Top of Dataset excerpts

use super::{CallCtx, FunctionRegistry, optional_argument};
use crate::item::temporal::{parse_date, parse_date_time, parse_time};
use crate::item::{Item, Sequence};
use crate::runtime::error::Error;
use crate::runtime::iterator::Result;

fn not_castable(item: &Item, target: &str) -> Error {
    Error::unexpected_type(format!("{target}() cannot convert an item of type \"{}\"", item.type_name()))
}

fn date_fn(_call: &CallCtx<'_>, args: &[Sequence]) -> Result<Sequence> {
    let Some(item) = optional_argument(args, 0, "date")? else {
        return Ok(vec![]);
    };
    let value = match item {
        Item::String(s) => {
            let (date, tz) = parse_date(s).map_err(|_| Error::cast(s, "string", "date"))?;
            Item::date(date, tz)
        }
        Item::Date { .. } => item.clone(),
        Item::DateTime { value, tz } => Item::date(value.date(), *tz),
        other => return Err(not_castable(other, "date")),
    };
    Ok(vec![value])
}

fn time_fn(_call: &CallCtx<'_>, args: &[Sequence]) -> Result<Sequence> {
    let Some(item) = optional_argument(args, 0, "time")? else {
        return Ok(vec![]);
    };
    let value = match item {
        Item::String(s) => {
            let (time, tz) = parse_time(s).map_err(|_| Error::cast(s, "string", "time"))?;
            Item::time(time, tz)
        }
        Item::Time { .. } => item.clone(),
        Item::DateTime { value, tz } => Item::time(value.time(), *tz),
        other => return Err(not_castable(other, "time")),
    };
    Ok(vec![value])
}

fn date_time_fn(_call: &CallCtx<'_>, args: &[Sequence]) -> Result<Sequence> {
    let Some(item) = optional_argument(args, 0, "dateTime")? else {
        return Ok(vec![]);
    };
    let value = match item {
        Item::String(s) => {
            let (value, tz) = parse_date_time(s).map_err(|_| Error::cast(s, "string", "dateTime"))?;
            Item::date_time(value, tz)
        }
        Item::DateTime { .. } => item.clone(),
        Item::Date { date, tz } => Item::date_time(date.and_time(chrono::NaiveTime::MIN), *tz),
        other => return Err(not_castable(other, "dateTime")),
    };
    Ok(vec![value])
}

pub(super) fn register(reg: &mut FunctionRegistry) {
    reg.register_fn("date", 1, date_fn);
    reg.register_fn("time", 1, time_fn);
    reg.register_fn("dateTime", 1, date_time_fn);

    // The instant is fixed per context chain, so repeated calls agree.
    reg.register_fn("current-dateTime", 0, |call, _args| {
        let now = call.context.now();
        Ok(vec![Item::date_time(now.naive_local(), Some(*now.offset()))])
    });
    reg.register_fn("current-date", 0, |call, _args| {
        let now = call.context.now();
        Ok(vec![Item::date(now.date_naive(), Some(*now.offset()))])
    });
    reg.register_fn("current-time", 0, |call, _args| {
        let now = call.context.now();
        Ok(vec![Item::time(now.time(), Some(*now.offset()))])
    });
}

#[cfg(test)]
mod tests {
    use crate::functions::default_function_registry;
    use crate::item::Item;
    use crate::runtime::error::ErrorCode;
    use crate::runtime::iterators::constant;
    use crate::runtime::{DynamicContext, Metadata, Result, RuntimeIterator};
    use chrono::{FixedOffset, NaiveDate, TimeZone};
    use rstest::rstest;
    use std::sync::Arc;

    fn call(name: &str, args: Vec<Item>, ctx: &Arc<DynamicContext>) -> Result<Vec<Item>> {
        let args = args.into_iter().map(|a| constant(a, Metadata::default())).collect();
        let mut it = default_function_registry().build_call(name, args, Metadata::default())?;
        it.materialize(ctx)
    }

    #[rstest]
    #[case("date", "2024-02-29", "2024-02-29")]
    #[case("date", "2024-02-29+01:00", "2024-02-29+01:00")]
    #[case("time", "13:20:00Z", "13:20:00Z")]
    #[case("dateTime", "2024-02-29T13:20:00-05:00", "2024-02-29T13:20:00-05:00")]
    fn constructors_round_trip(#[case] name: &str, #[case] literal: &str, #[case] rendered: &str) {
        let out = call(name, vec![Item::string(literal)], &DynamicContext::empty()).unwrap();
        assert_eq!(out.len(), 1);
        assert_eq!(out[0].to_string(), rendered);
    }

    #[test]
    fn bad_literals_are_cast_errors() {
        let err = call("date", vec![Item::string("2024-13-01")], &DynamicContext::empty()).unwrap_err();
        assert_eq!(err.code, ErrorCode::FORG0001);
    }

    #[test]
    fn current_functions_use_the_fixed_instant() {
        let tz = FixedOffset::east_opt(3600).unwrap();
        let now = tz.with_ymd_and_hms(2020, 5, 17, 8, 30, 0).unwrap();
        let ctx = DynamicContext::builder().with_now(now).build();
        let date = call("current-date", vec![], &ctx).unwrap();
        assert_eq!(date, vec![Item::date(NaiveDate::from_ymd_opt(2020, 5, 17).unwrap(), Some(tz))]);
        let first = call("current-dateTime", vec![], &ctx).unwrap();
        assert_eq!(first, call("current-dateTime", vec![], &ctx).unwrap());
        assert_eq!(call("current-time", vec![], &ctx).unwrap()[0].to_string(), "08:30:00+01:00");
    }
}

Bottom of Dataset excerpts

**What you are asked to do**
The total, and only the total: count the lines above that contain "empty".

**Result of this task**
2